**TASK DESCRIPTION:** The answer must be every line from the entries below that includes "state".
START DATA FOR THE TASK
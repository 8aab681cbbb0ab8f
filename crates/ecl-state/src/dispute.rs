//! # Dispute Lifecycle
//!
//! ```text
//! Active ──close()──▶ Closed
//! ```
//!
//! While Active a dispute's content may be replaced and responses may be
//! appended. Closed is terminal.

use serde::{Deserialize, Serialize};

use crate::error::TransitionError;

const SUBJECT: &str = "dispute";

/// The lifecycle status of a dispute.
#[derive(Debug, Clone, Copy, Default, PartialEq, Eq, Hash, Serialize, Deserialize)]
pub enum DisputeStatus {
    /// Open for updates and responses.
    #[default]
    Active,
    /// Resolved (terminal).
    Closed,
}

impl DisputeStatus {
    pub fn as_str(&self) -> &'static str {
        match self {
            Self::Active => "Active",
            Self::Closed => "Closed",
        }
    }

    pub fn is_terminal(&self) -> bool {
        matches!(self, Self::Closed)
    }

    /// Active → Closed.
    ///
    /// # Errors
    ///
    /// [`TransitionError::InvalidTransition`] if already Closed.
    pub fn close(self) -> Result<Self, TransitionError> {
        match self {
            Self::Active => Ok(Self::Closed),
            Self::Closed => Err(TransitionError::InvalidTransition {
                subject: SUBJECT,
                from: self.to_string(),
                to: Self::Closed.to_string(),
            }),
        }
    }

    /// Guard for content updates and responses.
    pub fn require_open(self, action: &'static str) -> Result<(), TransitionError> {
        match self {
            Self::Active => Ok(()),
            Self::Closed => Err(TransitionError::NotPermitted {
                subject: SUBJECT,
                state: self.to_string(),
                action,
            }),
        }
    }
}

impl std::fmt::Display for DisputeStatus {
    fn fmt(&self, f: &mut std::fmt::Formatter<'_>) -> std::fmt::Result {
        f.write_str(self.as_str())
    }
}

#[cfg(test)]
mod tests {
    use super::*;

    #[test]
    fn close_once() {
        let closed = DisputeStatus::Active.close().unwrap();
        assert_eq!(closed, DisputeStatus::Closed);
        assert!(closed.is_terminal());
        assert!(closed.close().is_err());
    }

    #[test]
    fn closed_dispute_rejects_updates() {
        assert!(DisputeStatus::Active.require_open("respond").is_ok());
        let err = DisputeStatus::Closed.require_open("respond").unwrap_err();
        assert_eq!(err.to_string(), "cannot respond: dispute is Closed");
    }

    #[test]
    fn serializes_as_plain_name() {
        assert_eq!(
            serde_json::to_string(&DisputeStatus::Closed).unwrap(),
            "\"Closed\""
        );
    }
}
//! # File-Backed Ledger
//!
//! Stores each record as `<key>.json` inside a state directory. Writes go
//! to a hidden temporary file first and are renamed into place, so a
//! reader never sees a half-written record.
//!
//! Keys double as file names and are checked so they cannot escape the
//! state directory.

use std::io::ErrorKind;
use std::path::{Path, PathBuf};

use crate::{Ledger, LedgerError};

const EXTENSION: &str = "json";

/// A [`Ledger`] persisted as one JSON file per key.
#[derive(Debug, Clone)]
pub struct FileLedger {
    dir: PathBuf,
}

impl FileLedger {
    /// Open (creating if needed) a ledger rooted at `dir`.
    pub fn open(dir: impl Into<PathBuf>) -> Result<Self, LedgerError> {
        let dir = dir.into();
        std::fs::create_dir_all(&dir).map_err(|source| LedgerError::Io {
            key: dir.display().to_string(),
            source,
        })?;
        Ok(Self { dir })
    }

    /// The state directory.
    pub fn dir(&self) -> &Path {
        &self.dir
    }

    fn record_path(&self, key: &str) -> Result<PathBuf, LedgerError> {
        validate_key(key)?;
        Ok(self.dir.join(format!("{key}.{EXTENSION}")))
    }
}

/// Reject keys that are empty, hidden, or could traverse out of the directory.
fn validate_key(key: &str) -> Result<(), LedgerError> {
    let reason = if key.is_empty() {
        Some("key must not be empty")
    } else if key.contains('/') || key.contains('\\') || key.contains('\0') {
        Some("key contains path separator characters")
    } else if key.starts_with('.') {
        Some("key must not start with '.'")
    } else {
        None
    };
    match reason {
        Some(reason) => Err(LedgerError::InvalidKey {
            key: key.to_string(),
            reason,
        }),
        None => Ok(()),
    }
}

impl Ledger for FileLedger {
    fn get(&self, key: &str) -> Result<Option<Vec<u8>>, LedgerError> {
        let path = self.record_path(key)?;
        match std::fs::read(&path) {
            Ok(bytes) => Ok(Some(bytes)),
            Err(e) if e.kind() == ErrorKind::NotFound => Ok(None),
            Err(source) => Err(LedgerError::Io {
                key: key.to_string(),
                source,
            }),
        }
    }

    fn put(&self, key: &str, value: &[u8]) -> Result<(), LedgerError> {
        let path = self.record_path(key)?;
        let tmp = self.dir.join(format!(".{key}.{EXTENSION}.tmp"));
        let io_err = |source| LedgerError::Io {
            key: key.to_string(),
            source,
        };
        std::fs::write(&tmp, value).map_err(io_err)?;
        if let Err(source) = std::fs::rename(&tmp, &path) {
            let _ = std::fs::remove_file(&tmp);
            return Err(io_err(source));
        }
        tracing::trace!(key, path = %path.display(), "ledger record written");
        Ok(())
    }

    fn scan_all(&self) -> Result<Vec<(String, Vec<u8>)>, LedgerError> {
        let dir_err = |source| LedgerError::Io {
            key: self.dir.display().to_string(),
            source,
        };
        let mut records = Vec::new();
        for entry in std::fs::read_dir(&self.dir).map_err(dir_err)? {
            let path = entry.map_err(dir_err)?.path();
            if path.extension().and_then(|e| e.to_str()) != Some(EXTENSION) {
                continue;
            }
            let Some(key) = path.file_stem().and_then(|s| s.to_str()) else {
                tracing::warn!(path = %path.display(), "skipping ledger file with non-UTF-8 name");
                continue;
            };
            if key.starts_with('.') {
                continue;
            }
            let bytes = std::fs::read(&path).map_err(|source| LedgerError::Io {
                key: key.to_string(),
                source,
            })?;
            records.push((key.to_string(), bytes));
        }
        records.sort_by(|a, b| a.0.cmp(&b.0));
        Ok(records)
    }
}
END DATA FOR THE TASK
**PROBLEM SOLUTION:**
filename crates/ecl-state/src/dispute.rs
                state: self.to_string(),
//! Stores each record as `<key>.json` inside a state directory. Writes go
//! state directory.
    /// The state directory.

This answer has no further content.